While much that he says about the dangers of individualism and the destructiveness of the commercial pressures upon us all will ring true for many, he does not provide us with any sound reason for agreeing with his central argument. This is that, of all human arrangements and institutions, marriage is not the product of human reflection, wisdom and experience, but is instead an immutable law of creation.
Mr Storkey's case, in fact, rests on a particular view of biblical inspiration, and he should be honest enough to admit it. Furthermore, he fails to recognise that the characteristics of marriage he describes derive, at least in part, from the social structures and economic arrangements among the people of Israel in the centuries before the birth of Jesus Christ.
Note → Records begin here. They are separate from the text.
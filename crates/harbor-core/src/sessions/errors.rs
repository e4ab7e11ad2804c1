use crate::errors::HarborError;
use crate::sessions::types::SessionState;

#[derive(Debug, thiserror::Error)]
pub enum SessionError {
    #[error("Session '{session_id}' is already running")]
    AlreadyRunning { session_id: String },

    #[error("Session '{session_id}' not found")]
    NotFound { session_id: String },

    #[error("Session '{session_id}' is still {state}; terminate it before removal")]
    SessionStillLive {
        session_id: String,
        state: SessionState,
    },

    #[error("Launch failed: {source}")]
    LauncherError {
        #[from]
        source: crate::launcher::errors::LauncherError,
    },

    #[error("Window operation failed: {source}")]
    WindowError {
        #[from]
        source: crate::window::errors::WindowError,
    },
}

impl HarborError for SessionError {
    fn error_code(&self) -> &'static str {
        match self {
            SessionError::AlreadyRunning { .. } => "SESSION_ALREADY_RUNNING",
            SessionError::NotFound { .. } => "SESSION_NOT_FOUND",
            SessionError::SessionStillLive { .. } => "SESSION_STILL_LIVE",
            SessionError::LauncherError { .. } => "LAUNCHER_ERROR",
            SessionError::WindowError { .. } => "WINDOW_ERROR",
        }
    }

    fn is_user_error(&self) -> bool {
        matches!(
            self,
            SessionError::AlreadyRunning { .. }
                | SessionError::NotFound { .. }
                | SessionError::SessionStillLive { .. }
        )
    }
}
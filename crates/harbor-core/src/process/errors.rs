use crate::errors::HarborError;

#[derive(Debug, thiserror::Error)]
pub enum ProcessError {
    #[error("Process '{pid}' not found")]
    NotFound { pid: u32 },

    #[error("Failed to kill process '{pid}': {message}")]
    KillFailed { pid: u32, message: String },

    #[error("Access denied for process '{pid}'")]
    AccessDenied { pid: u32 },

    #[error("System error: {message}")]
    SystemError { message: String },

    #[error("Invalid PID: {pid}")]
    InvalidPid { pid: u32 },

    #[error("PID '{pid}' has been reused (expected: {expected}, actual: {actual})")]
    PidReused {
        pid: u32,
        expected: String,
        actual: String,
    },
}

impl HarborError for ProcessError {
    fn error_code(&self) -> &'static str {
        match self {
            ProcessError::NotFound { .. } => "PROCESS_NOT_FOUND",
            ProcessError::KillFailed { .. } => "PROCESS_KILL_FAILED",
            ProcessError::AccessDenied { .. } => "PROCESS_ACCESS_DENIED",
            ProcessError::SystemError { .. } => "PROCESS_SYSTEM_ERROR",
            ProcessError::InvalidPid { .. } => "PROCESS_INVALID_PID",
            ProcessError::PidReused { .. } => "PROCESS_PID_REUSED",
        }
    }

    fn is_user_error(&self) -> bool {
        matches!(
            self,
            ProcessError::NotFound { .. }
                | ProcessError::AccessDenied { .. }
                | ProcessError::InvalidPid { .. }
        )
    }
}
use harbor_core::init_logging;

mod app;
mod commands;

fn main() -> Result<(), Box<dyn std::error::Error>> {
    let app = app::build_cli();
    let matches = app.get_matches();

    // Extract verbose flag before initializing logging
    let verbose = matches.get_flag("verbose");
    init_logging(!verbose);

    commands::run_command(&matches)?;

    Ok(())
}
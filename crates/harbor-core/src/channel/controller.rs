use std::time::Duration;

use tokio::io::BufReader;
use tokio::sync::mpsc;
use tracing::{debug, info, warn};

use crate::channel::codec::{read_message, write_message};
use crate::channel::endpoint::{AnonymousEndpoint, ChannelBookmark};
use crate::channel::errors::ChannelError;
use crate::channel::messages::ChannelMessage;

/// How the reporter's operation ended.
#[derive(Debug, Clone, PartialEq)]
pub enum CompletionResult {
    Success,
    Failure { message: String },
    /// The peer disconnected before reporting a completion. Synthesized by
    /// the controller so consumers never block on a completion that will
    /// never arrive.
    PeerDisconnected,
}

impl CompletionResult {
    pub fn is_success(&self) -> bool {
        matches!(self, CompletionResult::Success)
    }
}

/// Events observed by the controller, in the order the peer produced them.
/// `Completed` is always last; nothing follows it.
#[derive(Debug, Clone, PartialEq)]
pub enum ChannelEvent {
    Progress { value: f64 },
    Completed { result: CompletionResult },
}

/// Controller half of a remote-control channel.
///
/// Owns the anonymous endpoint, hands its bookmark to the peer's launch
/// payload, and after the peer connects can remote-control it with
/// [`RemoteController::invoke`] while consuming its progress stream.
pub struct RemoteController {
    endpoint: AnonymousEndpoint,
    writer: Option<tokio::net::unix::OwnedWriteHalf>,
    events_rx: Option<mpsc::UnboundedReceiver<ChannelEvent>>,
}

impl RemoteController {
    /// Open a fresh anonymous endpoint. Must be called from within a tokio
    /// runtime.
    pub fn open() -> Result<Self, ChannelError> {
        Ok(Self {
            endpoint: AnonymousEndpoint::open()?,
            writer: None,
            events_rx: None,
        })
    }

    pub fn bookmark(&self) -> ChannelBookmark {
        self.endpoint.bookmark()
    }

    pub fn is_connected(&self) -> bool {
        self.writer.is_some()
    }

    /// Wait for a peer to connect and announce itself.
    pub async fn wait_for_peer(&mut self, timeout: Duration) -> Result<(), ChannelError> {
        let stream = tokio::time::timeout(timeout, self.endpoint.accept())
            .await
            .map_err(|_| ChannelError::PeerTimeout {
                waited_ms: timeout.as_millis() as u64,
            })??;

        let (read_half, write_half) = stream.into_split();
        let mut reader = BufReader::new(read_half);

        match read_message::<_, ChannelMessage>(&mut reader).await? {
            Some(ChannelMessage::ConnectionEstablished) => {}
            other => {
                return Err(ChannelError::ProtocolError {
                    message: format!("expected connection_established, got {:?}", other),
                });
            }
        }

        let (events_tx, events_rx) = mpsc::unbounded_channel();
        tokio::spawn(read_peer_messages(reader, events_tx));

        self.writer = Some(write_half);
        self.events_rx = Some(events_rx);
        info!(event = "core.channel.peer_connected");
        Ok(())
    }

    /// Instruct the connected peer to perform an action.
    pub async fn invoke(&mut self, action: &str) -> Result<(), ChannelError> {
        let Some(writer) = self.writer.as_mut() else {
            return Err(ChannelError::NotConnected);
        };
        write_message(
            writer,
            &ChannelMessage::Invoke {
                action: action.to_string(),
            },
        )
        .await?;
        debug!(event = "core.channel.action_invoked", action = action);
        Ok(())
    }

    /// Next event from the peer. Fails with `NotConnected` before a peer
    /// connects and with `Closed` once the completion event was consumed.
    pub async fn next_event(&mut self) -> Result<ChannelEvent, ChannelError> {
        let Some(events_rx) = self.events_rx.as_mut() else {
            return Err(ChannelError::NotConnected);
        };
        events_rx.recv().await.ok_or(ChannelError::Closed)
    }
}

/// Background reader pumping peer messages into the controller's event
/// queue. Emits exactly one `Completed` event and stops; EOF or a read
/// error before completion becomes a synthetic `PeerDisconnected`.
async fn read_peer_messages(
    mut reader: BufReader<tokio::net::unix::OwnedReadHalf>,
    events_tx: mpsc::UnboundedSender<ChannelEvent>,
) {
    loop {
        match read_message::<_, ChannelMessage>(&mut reader).await {
            Ok(Some(ChannelMessage::Progress { value })) => {
                if events_tx.send(ChannelEvent::Progress { value }).is_err() {
                    break;
                }
            }
            Ok(Some(ChannelMessage::Completion { error })) => {
                let result = match error {
                    None => CompletionResult::Success,
                    Some(message) => CompletionResult::Failure { message },
                };
                let _ = events_tx.send(ChannelEvent::Completed { result });
                break;
            }
            Ok(Some(other)) => {
                warn!(
                    event = "core.channel.unexpected_message",
                    message = ?other,
                );
            }
            Ok(None) => {
                let _ = events_tx.send(ChannelEvent::Completed {
                    result: CompletionResult::PeerDisconnected,
                });
                break;
            }
            Err(e) => {
                warn!(event = "core.channel.read_failed", error = %e);
                let _ = events_tx.send(ChannelEvent::Completed {
                    result: CompletionResult::PeerDisconnected,
                });
                break;
            }
        }
    }
}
Many people have found good reason to demand that this "givenness" should develop a little, not for reasons of self-indulgence, but simply to take account of their experiences of life and of the social and economic realities of 20th-century Europe. These mean that most people are unlikely, indeed perhaps unwise, to marry for a good 10 years after puberty. This is a reality that the church simply must recognise if it is to speak with a voice that people hear and understand. Some have found that they cannot love a person of the opposite sex but have discovered just the same joy, fulfilment, faithfulness and stability in loving a person of the same sex, as others have found in the very best of traditional marriages.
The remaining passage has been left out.